▶ [SUPPLIED INFORMATION]:
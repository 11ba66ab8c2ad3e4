//! # Engine Error Types
//!
//! Error types for the stateful cart engine.
//!
//! ## Error Categories
//! ```text
//! ┌─────────────────────────────────────────────────────────────────────────┐
//! │                        Engine Error Types                               │
//! │                                                                         │
//! │  EngineError (returned by CartHandle / settings bootstrap)             │
//! │  ├── Cart        - rejected mutation (InvalidInput, ItemNotFound)      │
//! │  ├── Settings    - configuration file or env problem                   │
//! │  └── ServiceStopped - the cart service task is gone                    │
//! │                                                                         │
//! │  SourceError (never reaches the cart: the loader turns it into         │
//! │               ShippingState::Unavailable)                               │
//! │  ├── Transport / Status / Timeout  - network side                      │
//! │  ├── Malformed / Empty             - document side                     │
//! │  └── Io / NotConfigured            - local side                        │
//! │                                                                         │
//! │  StorageError (logged by CartStore, never returned from a mutation)    │
//! └─────────────────────────────────────────────────────────────────────────┘
//! ```

use thiserror::Error;

use shopcart_core::CartError;

// =============================================================================
// Result Type Aliases
// =============================================================================

/// Result type for cart service and bootstrap operations.
pub type EngineResult<T> = Result<T, EngineError>;

/// Result type for configuration source fetches.
pub type SourceResult<T> = Result<T, SourceError>;

/// Result type for persistence backends.
pub type StorageResult<T> = Result<T, StorageError>;

/// Result type for settings loading.
pub type SettingsResult<T> = Result<T, SettingsError>;

// =============================================================================
// Engine Error
// =============================================================================

/// Errors surfaced to callers of the cart engine.
#[derive(Debug, Error)]
pub enum EngineError {
    /// The cart rejected the mutation; state is unchanged.
    #[error(transparent)]
    Cart(#[from] CartError),

    /// Settings could not be loaded or are invalid.
    #[error("Settings error: {0}")]
    Settings(#[from] SettingsError),

    /// The cart service has shut down and no longer accepts requests.
    #[error("Cart service has stopped")]
    ServiceStopped,
}

impl EngineError {
    /// Returns the cart error when the mutation itself was rejected.
    pub fn as_cart_error(&self) -> Option<&CartError> {
        match self {
            EngineError::Cart(err) => Some(err),
            _ => None,
        }
    }
}

// =============================================================================
// Source Error
// =============================================================================

/// Failure to obtain the remote site configuration.
#[derive(Debug, Clone, PartialEq, Eq, Error)]
pub enum SourceError {
    /// Connection could not be established or was dropped.
    #[error("Transport error: {0}")]
    Transport(String),

    /// Server answered with a non-success status.
    #[error("Unexpected HTTP status {0}")]
    Status(u16),

    /// The request did not complete in time.
    #[error("Request timed out after {millis} ms")]
    Timeout { millis: u64 },

    /// The document could not be decoded or holds invalid values.
    #[error("Malformed configuration: {0}")]
    Malformed(String),

    /// The document is empty or has no `shipping` section.
    #[error("Configuration has no shipping section")]
    Empty,

    /// Local file could not be read.
    #[error("I/O error: {0}")]
    Io(String),

    /// No source was configured.
    #[error("No configuration source configured")]
    NotConfigured,
}

impl From<std::io::Error> for SourceError {
    fn from(err: std::io::Error) -> Self {
        SourceError::Io(err.to_string())
    }
}

impl From<serde_json::Error> for SourceError {
    fn from(err: serde_json::Error) -> Self {
        SourceError::Malformed(err.to_string())
    }
}

impl SourceError {
    /// Returns true for failures on the network path.
    pub fn is_network(&self) -> bool {
        matches!(
            self,
            SourceError::Transport(_) | SourceError::Status(_) | SourceError::Timeout { .. }
        )
    }
}

// =============================================================================
// Storage Error
// =============================================================================

/// Persistence backend failure.
#[derive(Debug, Error)]
pub enum StorageError {
    #[error("I/O error: {0}")]
    Io(#[from] std::io::Error),

    #[error("Serialization error: {0}")]
    Serialization(#[from] serde_json::Error),

    /// Stored document was written by an incompatible version.
    #[error("Unsupported cart file version {0}")]
    UnsupportedVersion(u32),

    /// Simulated or backend-reported write rejection.
    #[error("Write rejected: {0}")]
    WriteRejected(String),
}

// =============================================================================
// Settings Error
// =============================================================================

/// Settings load/validation failure.
#[derive(Debug, Error)]
pub enum SettingsError {
    #[error("Failed to read settings: {0}")]
    Io(#[from] std::io::Error),

    #[error("Failed to parse settings: {0}")]
    Parse(#[from] toml::de::Error),

    #[error("Failed to write settings: {0}")]
    Serialize(#[from] toml::ser::Error),

    #[error("Invalid settings: {0}")]
    Invalid(String),

    #[error("Invalid URL: {0}")]
    InvalidUrl(String),

    #[error("No settings path available")]
    NoPath,
}

#[cfg(test)]
mod tests {
    use super::*;
    use shopcart_core::ItemKey;

    #[test]
    fn test_cart_error_is_transparent() {
        let err: EngineError = CartError::ItemNotFound(ItemKey::new("missing-key")).into();
        assert_eq!(err.to_string(), "Item not in cart: missing-key");
        assert!(matches!(err.as_cart_error(), Some(CartError::ItemNotFound(_))));
        assert!(EngineError::ServiceStopped.as_cart_error().is_none());
    }

    #[test]
    fn test_settings_error_converts() {
        let err: EngineError = SettingsError::Invalid("timeout_secs must be > 0".into()).into();
        assert!(matches!(err, EngineError::Settings(SettingsError::Invalid(_))));
        assert!(err.as_cart_error().is_none());
    }

    #[test]
    fn test_network_errors() {
        assert!(SourceError::Status(503).is_network());
        assert!(SourceError::Timeout { millis: 10 }.is_network());
        assert!(!SourceError::Empty.is_network());
        assert!(!SourceError::Malformed("bad".into()).is_network());
    }

    #[test]
    fn test_json_error_is_malformed() {
        let err = serde_json::from_str::<serde_json::Value>("{").unwrap_err();
        assert!(matches!(SourceError::from(err), SourceError::Malformed(_)));
    }
}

▶ [EXERCISE INSTRUCTIONS]: Write out the complete listing above, exactly as it reads.

▶ [RESULT BELOW]:
repository 11ba66ab8c2ad3e4
//! # Engine Error Types
//!
//! Error types for the stateful cart engine.
//!
//! ## Error Categories
//! ```text
//! ┌─────────────────────────────────────────────────────────────────────────┐
//! │                        Engine Error Types                               │
//! │                                                                         │
//! │  EngineError (returned by CartHandle / settings bootstrap)             │
//! │  ├── Cart        - rejected mutation (InvalidInput, ItemNotFound)      │
//! │  ├── Settings    - configuration file or env problem                   │
//! │  └── ServiceStopped - the cart service task is gone                    │
//! │                                                                         │
//! │  SourceError (never reaches the cart: the loader turns it into         │
//! │               ShippingState::Unavailable)                               │
//! │  ├── Transport / Status / Timeout  - network side                      │
//! │  ├── Malformed / Empty             - document side                     │
//! │  └── Io / NotConfigured            - local side                        │
//! │                                                                         │
//! │  StorageError (logged by CartStore, never returned from a mutation)    │
//! └─────────────────────────────────────────────────────────────────────────┘
//! ```

use thiserror::Error;

use shopcart_core::CartError;

// =============================================================================
// Result Type Aliases
// =============================================================================

/// Result type for cart service and bootstrap operations.
pub type EngineResult<T> = Result<T, EngineError>;

/// Result type for configuration source fetches.
pub type SourceResult<T> = Result<T, SourceError>;

/// Result type for persistence backends.
pub type StorageResult<T> = Result<T, StorageError>;

/// Result type for settings loading.
pub type SettingsResult<T> = Result<T, SettingsError>;

// =============================================================================
// Engine Error
// =============================================================================

/// Errors surfaced to callers of the cart engine.
#[derive(Debug, Error)]
pub enum EngineError {
    /// The cart rejected the mutation; state is unchanged.
    #[error(transparent)]
    Cart(#[from] CartError),

    /// Settings could not be loaded or are invalid.
    #[error("Settings error: {0}")]
    Settings(#[from] SettingsError),

    /// The cart service has shut down and no longer accepts requests.
    #[error("Cart service has stopped")]
    ServiceStopped,
}

impl EngineError {
    /// Returns the cart error when the mutation itself was rejected.
    pub fn as_cart_error(&self) -> Option<&CartError> {
        match self {
            EngineError::Cart(err) => Some(err),
            _ => None,
        }
    }
}

// =============================================================================
// Source Error
// =============================================================================

/// Failure to obtain the remote site configuration.
#[derive(Debug, Clone, PartialEq, Eq, Error)]
pub enum SourceError {
    /// Connection could not be established or was dropped.
    #[error("Transport error: {0}")]
    Transport(String),

    /// Server answered with a non-success status.
    #[error("Unexpected HTTP status {0}")]
    Status(u16),

    /// The request did not complete in time.
    #[error("Request timed out after {millis} ms")]
    Timeout { millis: u64 },

    /// The document could not be decoded or holds invalid values.
    #[error("Malformed configuration: {0}")]
    Malformed(String),

    /// The document is empty or has no `shipping` section.
    #[error("Configuration has no shipping section")]
    Empty,

    /// Local file could not be read.
    #[error("I/O error: {0}")]
    Io(String),

    /// No source was configured.
    #[error("No configuration source configured")]
    NotConfigured,
}

impl From<std::io::Error> for SourceError {
    fn from(err: std::io::Error) -> Self {
        SourceError::Io(err.to_string())
    }
}

impl From<serde_json::Error> for SourceError {
    fn from(err: serde_json::Error) -> Self {
        SourceError::Malformed(err.to_string())
    }
}

impl SourceError {
    /// Returns true for failures on the network path.
    pub fn is_network(&self) -> bool {
        matches!(
            self,
            SourceError::Transport(_) | SourceError::Status(_) | SourceError::Timeout { .. }
        )
    }
}

// =============================================================================
// Storage Error
// =============================================================================

/// Persistence backend failure.
#[derive(Debug, Error)]
pub enum StorageError {
    #[error("I/O error: {0}")]
    Io(#[from] std::io::Error),

    #[error("Serialization error: {0}")]
    Serialization(#[from] serde_json::Error),

    /// Stored document was written by an incompatible version.
    #[error("Unsupported cart file version {0}")]
    UnsupportedVersion(u32),

    /// Simulated or backend-reported write rejection.
    #[error("Write rejected: {0}")]
    WriteRejected(String),
}

// =============================================================================
// Settings Error
// =============================================================================

/// Settings load/validation failure.
#[derive(Debug, Error)]
pub enum SettingsError {
    #[error("Failed to read settings: {0}")]
    Io(#[from] std::io::Error),

    #[error("Failed to parse settings: {0}")]
    Parse(#[from] toml::de::Error),

    #[error("Failed to write settings: {0}")]
    Serialize(#[from] toml::ser::Error),

    #[error("Invalid settings: {0}")]
    Invalid(String),

    #[error("Invalid URL: {0}")]
    InvalidUrl(String),

    #[error("No settings path available")]
    NoPath,
}

#[cfg(test)]
mod tests {
    use super::*;
    use shopcart_core::ItemKey;

    #[test]
    fn test_cart_error_is_transparent() {
        let err: EngineError = CartError::ItemNotFound(ItemKey::new("missing-key")).into();
        assert_eq!(err.to_string(), "Item not in cart: missing-key");
        assert!(matches!(err.as_cart_error(), Some(CartError::ItemNotFound(_))));
        assert!(EngineError::ServiceStopped.as_cart_error().is_none());
    }

    #[test]
    fn test_settings_error_converts() {
        let err: EngineError = SettingsError::Invalid("timeout_secs must be > 0".into()).into();
        assert!(matches!(err, EngineError::Settings(SettingsError::Invalid(_))));
        assert!(err.as_cart_error().is_none());
    }

    #[test]
    fn test_network_errors() {
        assert!(SourceError::Status(503).is_network());
        assert!(SourceError::Timeout { millis: 10 }.is_network());
        assert!(!SourceError::Empty.is_network());
        assert!(!SourceError::Malformed("bad".into()).is_network());
    }

    #[test]
    fn test_json_error_is_malformed() {
        let err = serde_json::from_str::<serde_json::Value>("{").unwrap_err();
        assert!(matches!(SourceError::from(err), SourceError::Malformed(_)));
    }
}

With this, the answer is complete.